The Underground Artists of World War I

When the U.S. entered World War I, the thousands of soldiers who headed to Europe were joined by combat artists attached to the American Expeditionary Force.

In honor of the centennial, The National Air and Space Museum has created a new exhibit, Artist Soldiers, to remember their efforts, and the many forms of artistic expression inspired by that horrifying conflict.

Before World War I, artists kept the battlefield at a safe distance, portraying important, heroic moments from a macro-perspective that included generals, but not individual soldiers. Think, George Washington Crossing the Delaware.” So it was a unique experiment when the AEF commissioned eight professional magazine illustrators as captains in the U.S. Army Corps of Engineers in early 1918, and gave them nine months to roam wherever, whenever they pleased.

The result–the exhibit includes he best of more than 700 works in watercolor, pencil, and charcoal–is a fresh, immediate vision of the war. Images of soldiers fighting, carrying their comrades, or scrambling for their gas mask have all the realism of black and white photographs, as well as the emotion of a sympathetic human eye. Otherwise mundane images of soldiers disembarking from transport ships are shown confident and barrel-chested, while a pair of soldiers carrying their comrade on a stretcher move through a misty field of flowers in an unexpectedly beautiful scene.

The rest of the exhibit is dedicated to soldiers turned artists, the work of men who made creative expression part of their survival strategy. Painted helmets and satchels, as well as goblets, letter openers, and vases were meticulously crafted from war debris. There’s even a doll-sized table, with matching cups, made from bullet casings.

But perhaps the most exciting part of the exhibit is the work of Jeff Gusky, a National Geographic photographer, who has spent years exploring ancient stone quarries and salt mines repurposed by soldiers throughout the war. “They were created by quarrymen getting stones for castles, cathedrals and fortresses,” Gusky told NPR. The quarries were incorporated into enormous trench networks and equipped as long-term shelters. “They brought modern technology underground and created cities: rail telecommunications, electricity, hospitals, food systems, and theaters…They’re so big that you even see street signs,” Gusky explains. One of the mines uncovered is 25 miles long.

Carved in the walls are tributes to lost comrades, baseball scores (“Red Socks 7, Yankee 4”), self-portraits, and cartoon depictions of prime ministers and presidents. Altars and religious imagery embedded just under the front lines provided a last chance to pray for those going “over the top.” The tunnels were vacated immediately after the war ended, leaving the underground cities to corrode and gather dust.

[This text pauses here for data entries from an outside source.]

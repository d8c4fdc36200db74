//! Tracking which time spans of a folder are known to match the server
//!
//! Ranges are half-open `[start_ts, end_ts)`, never overlap, and are kept
//! sorted newest first. Marking a span synced replaces whatever coverage the
//! span had before, trimming or splitting neighbours; adjacent ranges from
//! the same sync are merged back together.

use crate::date::{OLDEST_SYNC_DATE, now_ms};
use crate::models::AccuracyRange;

/// A span that needs to be fetched again
#[derive(Debug, Clone, Copy, PartialEq, Eq)]
pub struct RefreshGap {
    pub start_ts: i64,
    pub end_ts: i64,
}

#[derive(Debug, Clone, Default, PartialEq)]
pub struct AccuracyTracker {
    ranges: Vec<AccuracyRange>,
}

impl AccuracyTracker {
    pub fn new(mut ranges: Vec<AccuracyRange>) -> Self {
        ranges.sort_by(|a, b| b.end_ts.cmp(&a.end_ts));
        Self { ranges }
    }

    /// Ranges, newest first
    pub fn ranges(&self) -> &[AccuracyRange] {
        &self.ranges
    }

    pub fn is_empty(&self) -> bool {
        self.ranges.is_empty()
    }

    /// Most recently ending range
    pub fn newest(&self) -> Option<&AccuracyRange> {
        self.ranges.first()
    }

    /// Record that `[start_ts, end_ts)` was synchronized at `synced_at`.
    ///
    /// Marking the same span twice leaves a single range.
    pub fn mark_synced(
        &mut self,
        start_ts: i64,
        end_ts: i64,
        full_sync: bool,
        synced_at: i64,
        sync_token: Option<String>,
    ) {
        if start_ts >= end_ts {
            log::warn!("Ignoring empty accuracy range [{}, {})", start_ts, end_ts);
            return;
        }
        self.cut(start_ts, end_ts);
        self.ranges.push(AccuracyRange {
            start_ts,
            end_ts,
            full_sync,
            synced_at,
            sync_token,
        });
        self.ranges.sort_by(|a, b| b.end_ts.cmp(&a.end_ts));
        self.merge_adjacent();
    }

    /// Forget everything known about `[start_ts, end_ts)`.
    ///
    /// Used when the server says our sync state is no longer valid.
    pub fn discard(&mut self, start_ts: i64, end_ts: i64) {
        if start_ts < end_ts {
            self.cut(start_ts, end_ts);
        }
    }

    /// Mark every range overlapping `[start_ts, end_ts)` as no longer fully
    /// synced within that span, keeping its coverage and timestamp.
    pub fn downgrade(&mut self, start_ts: i64, end_ts: i64) {
        let mut pieces = Vec::new();
        for range in self.ranges.drain(..) {
            if !range.overlaps(start_ts, end_ts) || !range.full_sync {
                pieces.push(range);
                continue;
            }
            let lo = range.start_ts.max(start_ts);
            let hi = range.end_ts.min(end_ts);
            if range.end_ts > hi {
                pieces.push(AccuracyRange {
                    start_ts: hi,
                    ..range.clone()
                });
            }
            pieces.push(AccuracyRange {
                start_ts: lo,
                end_ts: hi,
                full_sync: false,
                ..range.clone()
            });
            if range.start_ts < lo {
                pieces.push(AccuracyRange {
                    end_ts: lo,
                    ..range
                });
            }
        }
        self.ranges = pieces;
        self.ranges.sort_by(|a, b| b.end_ts.cmp(&a.end_ts));
        self.merge_adjacent();
    }

    /// Remove coverage of `[start_ts, end_ts)`, trimming or splitting
    /// ranges that stick out on either side.
    fn cut(&mut self, start_ts: i64, end_ts: i64) {
        let mut kept = Vec::with_capacity(self.ranges.len() + 1);
        for range in self.ranges.drain(..) {
            if !range.overlaps(start_ts, end_ts) {
                kept.push(range);
                continue;
            }
            if range.end_ts > end_ts {
                kept.push(AccuracyRange {
                    start_ts: end_ts,
                    ..range.clone()
                });
            }
            if range.start_ts < start_ts {
                kept.push(AccuracyRange {
                    end_ts: start_ts,
                    ..range
                });
            }
        }
        self.ranges = kept;
    }

    fn merge_adjacent(&mut self) {
        let mut merged: Vec<AccuracyRange> = Vec::with_capacity(self.ranges.len());
        for range in self.ranges.drain(..) {
            match merged.last_mut() {
                Some(newer) if newer.start_ts == range.end_ts && newer.same_sync_as(&range) => {
                    newer.start_ts = range.start_ts;
                }
                _ => merged.push(range),
            }
        }
        self.ranges = merged;
    }

    /// The part of `[start_ts, end_ts)` that is uncovered, only partially
    /// synced, or synced longer than `stale_ms` ago. None if all of it is
    /// fresh.
    pub fn needs_refresh(&self, start_ts: i64, end_ts: i64, stale_ms: i64) -> Option<RefreshGap> {
        self.needs_refresh_at(start_ts, end_ts, stale_ms, now_ms())
    }

    pub fn needs_refresh_at(
        &self,
        start_ts: i64,
        end_ts: i64,
        stale_ms: i64,
        now: i64,
    ) -> Option<RefreshGap> {
        let mut gap: Option<RefreshGap> = None;
        let mut add = |lo: i64, hi: i64| {
            if lo >= hi {
                return;
            }
            gap = Some(match gap {
                Some(g) => RefreshGap {
                    start_ts: g.start_ts.min(lo),
                    end_ts: g.end_ts.max(hi),
                },
                None => RefreshGap {
                    start_ts: lo,
                    end_ts: hi,
                },
            });
        };

        // Walk newest to oldest; `cursor` is the oldest point checked so far
        let mut cursor = end_ts;
        for range in self.ranges.iter().filter(|r| r.overlaps(start_ts, end_ts)) {
            let hi = range.end_ts.min(end_ts);
            let lo = range.start_ts.max(start_ts);
            add(hi, cursor);
            if !range.full_sync || now - range.synced_at > stale_ms {
                add(lo, hi);
            }
            cursor = lo;
        }
        add(start_ts, cursor);
        gap
    }

    /// Record that the server has nothing older than what we have seen.
    ///
    /// The newest range is stretched back to `OLDEST_SYNC_DATE` and
    /// everything it now covers is folded into it.
    pub fn mark_synced_to_dawn_of_time(&mut self, now: i64) {
        match self.ranges.first().cloned() {
            Some(mut newest) => {
                newest.start_ts = newest.start_ts.min(OLDEST_SYNC_DATE);
                newest.full_sync = true;
                self.ranges = vec![newest];
            }
            None => self.ranges.push(AccuracyRange {
                start_ts: OLDEST_SYNC_DATE,
                end_ts: now,
                full_sync: true,
                synced_at: now,
                sync_token: None,
            }),
        }
    }

    /// Start of the contiguous run of full-sync ranges that begins with the
    /// newest range. None if the newest range isn't a full sync.
    pub fn oldest_full_sync_date(&self) -> Option<i64> {
        let mut oldest = None;
        let mut expected_end: Option<i64> = None;
        for range in &self.ranges {
            if !range.full_sync || expected_end.is_some_and(|end| end != range.end_ts) {
                break;
            }
            oldest = Some(range.start_ts);
            expected_end = Some(range.start_ts);
        }
        oldest
    }

    pub fn synced_to_dawn_of_time(&self) -> bool {
        self.oldest_full_sync_date()
            .is_some_and(|oldest| oldest <= OLDEST_SYNC_DATE)
    }

    /// Latest `synced_at` of any full-sync range overlapping the span
    pub fn last_synced_within(&self, start_ts: i64, end_ts: i64) -> Option<i64> {
        self.ranges
            .iter()
            .filter(|r| r.full_sync && r.overlaps(start_ts, end_ts))
            .map(|r| r.synced_at)
            .max()
    }

    pub fn into_ranges(self) -> Vec<AccuracyRange> {
        self.ranges
    }
}

#[cfg(test)]
mod tests {
    use super::*;

    fn spans(tracker: &AccuracyTracker) -> Vec<(i64, i64, bool)> {
        tracker
            .ranges()
            .iter()
            .map(|r| (r.start_ts, r.end_ts, r.full_sync))
            .collect()
    }

    #[test]
    fn test_mark_synced_is_idempotent() {
        let mut tracker = AccuracyTracker::default();
        tracker.mark_synced(100, 200, true, 1_000, None);
        let once = tracker.clone();
        tracker.mark_synced(100, 200, true, 1_000, None);
        assert_eq!(tracker, once);
        assert_eq!(tracker.ranges().len(), 1);
    }

    #[test]
    fn test_overlapping_marks_split_neighbours() {
        let mut tracker = AccuracyTracker::default();
        tracker.mark_synced(100, 400, true, 1_000, None);
        tracker.mark_synced(200, 300, true, 2_000, None);

        assert_eq!(
            spans(&tracker),
            vec![(300, 400, true), (200, 300, true), (100, 200, true)]
        );
        assert_eq!(tracker.ranges()[1].synced_at, 2_000);
    }

    #[test]
    fn test_overlap_trims_both_sides() {
        let mut tracker = AccuracyTracker::default();
        tracker.mark_synced(300, 500, true, 1_000, None);
        tracker.mark_synced(100, 250, true, 1_000, None);
        tracker.mark_synced(200, 400, true, 3_000, Some("9".to_string()));

        assert_eq!(
            spans(&tracker),
            vec![(400, 500, true), (200, 400, true), (100, 200, true)]
        );
        assert_eq!(tracker.ranges()[1].sync_token.as_deref(), Some("9"));
    }

    #[test]
    fn test_adjacent_same_sync_merges() {
        let mut tracker = AccuracyTracker::default();
        tracker.mark_synced(200, 300, true, 1_000, None);
        tracker.mark_synced(100, 200, true, 1_000, None);
        assert_eq!(spans(&tracker), vec![(100, 300, true)]);

        tracker.mark_synced(50, 100, true, 1_001, None);
        assert_eq!(tracker.ranges().len(), 2);
    }

    #[test]
    fn test_needs_refresh_stale_threshold() {
        let now = 10_000_000;
        let t0 = now - 86_400_000;
        let t1 = now;
        let mut tracker = AccuracyTracker::default();
        tracker.mark_synced(t0, t1, true, now - 1_000, None);

        assert_eq!(tracker.needs_refresh_at(t0, t1, 600_000, now), None);
        assert_eq!(
            tracker.needs_refresh_at(t0, t1, 500, now),
            Some(RefreshGap {
                start_ts: t0,
                end_ts: t1
            })
        );
    }

    #[test]
    fn test_needs_refresh_reports_uncovered_span() {
        let mut tracker = AccuracyTracker::default();
        tracker.mark_synced(500, 1_000, true, 100, None);

        let gap = tracker.needs_refresh_at(0, 1_000, 1_000, 200).unwrap();
        assert_eq!(gap, RefreshGap { start_ts: 0, end_ts: 500 });

        let gap = tracker.needs_refresh_at(500, 1_500, 1_000, 200).unwrap();
        assert_eq!(gap, RefreshGap { start_ts: 1_000, end_ts: 1_500 });

        assert!(AccuracyTracker::default().needs_refresh_at(0, 10, 1, 0).is_some());
    }

    #[test]
    fn test_needs_refresh_partial_sync_counts_as_gap() {
        let mut tracker = AccuracyTracker::default();
        tracker.mark_synced(0, 1_000, false, 100, None);
        assert!(tracker.needs_refresh_at(0, 1_000, 1_000_000, 200).is_some());
    }

    #[test]
    fn test_discard_removes_coverage() {
        let mut tracker = AccuracyTracker::default();
        tracker.mark_synced(0, 1_000, true, 100, None);
        tracker.discard(200, 400);
        assert_eq!(spans(&tracker), vec![(400, 1_000, true), (0, 200, true)]);
    }

    #[test]
    fn test_downgrade_keeps_coverage() {
        let mut tracker = AccuracyTracker::default();
        tracker.mark_synced(0, 1_000, true, 100, None);
        tracker.downgrade(0, 300);
        assert_eq!(spans(&tracker), vec![(300, 1_000, true), (0, 300, false)]);
        assert_eq!(tracker.oldest_full_sync_date(), Some(300));
    }

    #[test]
    fn test_oldest_full_sync_requires_contiguity() {
        let mut tracker = AccuracyTracker::default();
        tracker.mark_synced(500, 1_000, true, 100, None);
        tracker.mark_synced(100, 400, true, 100, None);
        assert_eq!(tracker.oldest_full_sync_date(), Some(500));

        tracker.mark_synced(400, 500, true, 200, None);
        assert_eq!(tracker.oldest_full_sync_date(), Some(100));
    }

    #[test]
    fn test_dawn_of_time() {
        let mut tracker = AccuracyTracker::default();
        assert!(!tracker.synced_to_dawn_of_time());

        tracker.mark_synced(OLDEST_SYNC_DATE + 5_000, OLDEST_SYNC_DATE + 9_000, true, 1, None);
        tracker.mark_synced(OLDEST_SYNC_DATE + 1_000, OLDEST_SYNC_DATE + 2_000, true, 1, None);
        tracker.mark_synced_to_dawn_of_time(OLDEST_SYNC_DATE + 10_000);

        assert!(tracker.synced_to_dawn_of_time());
        assert_eq!(tracker.ranges().len(), 1);
        assert_eq!(tracker.ranges()[0].end_ts, OLDEST_SYNC_DATE + 9_000);
    }

    #[test]
    fn test_dawn_of_time_on_empty_tracker() {
        let mut tracker = AccuracyTracker::default();
        tracker.mark_synced_to_dawn_of_time(OLDEST_SYNC_DATE + 10);
        assert!(tracker.synced_to_dawn_of_time());
    }

    #[test]
    fn test_ignores_empty_range() {
        let mut tracker = AccuracyTracker::default();
        tracker.mark_synced(10, 10, true, 1, None);
        assert!(tracker.is_empty());
    }
}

Some men were trapped underground for as long as six weeks, giving them plenty of time to be exact. Part primitive cave art, part vandalism, part art gallery, the quarry walls hold chiseled messages to the above-ground world that are finally being received. Gusky’s black and white photographs–skillfully accomplished in total darkness–are an intimate look at life in the trenches. “They expressed their inner lives on the walls of these spaces, when the world, on the surface, was turning to hell,” Gusky says. Seen together, the amateur and professional work of Artist Soldiers is a compelling vision of World War I.

Artists Soldiers is on display at the National Air and Space Museum until November 2018.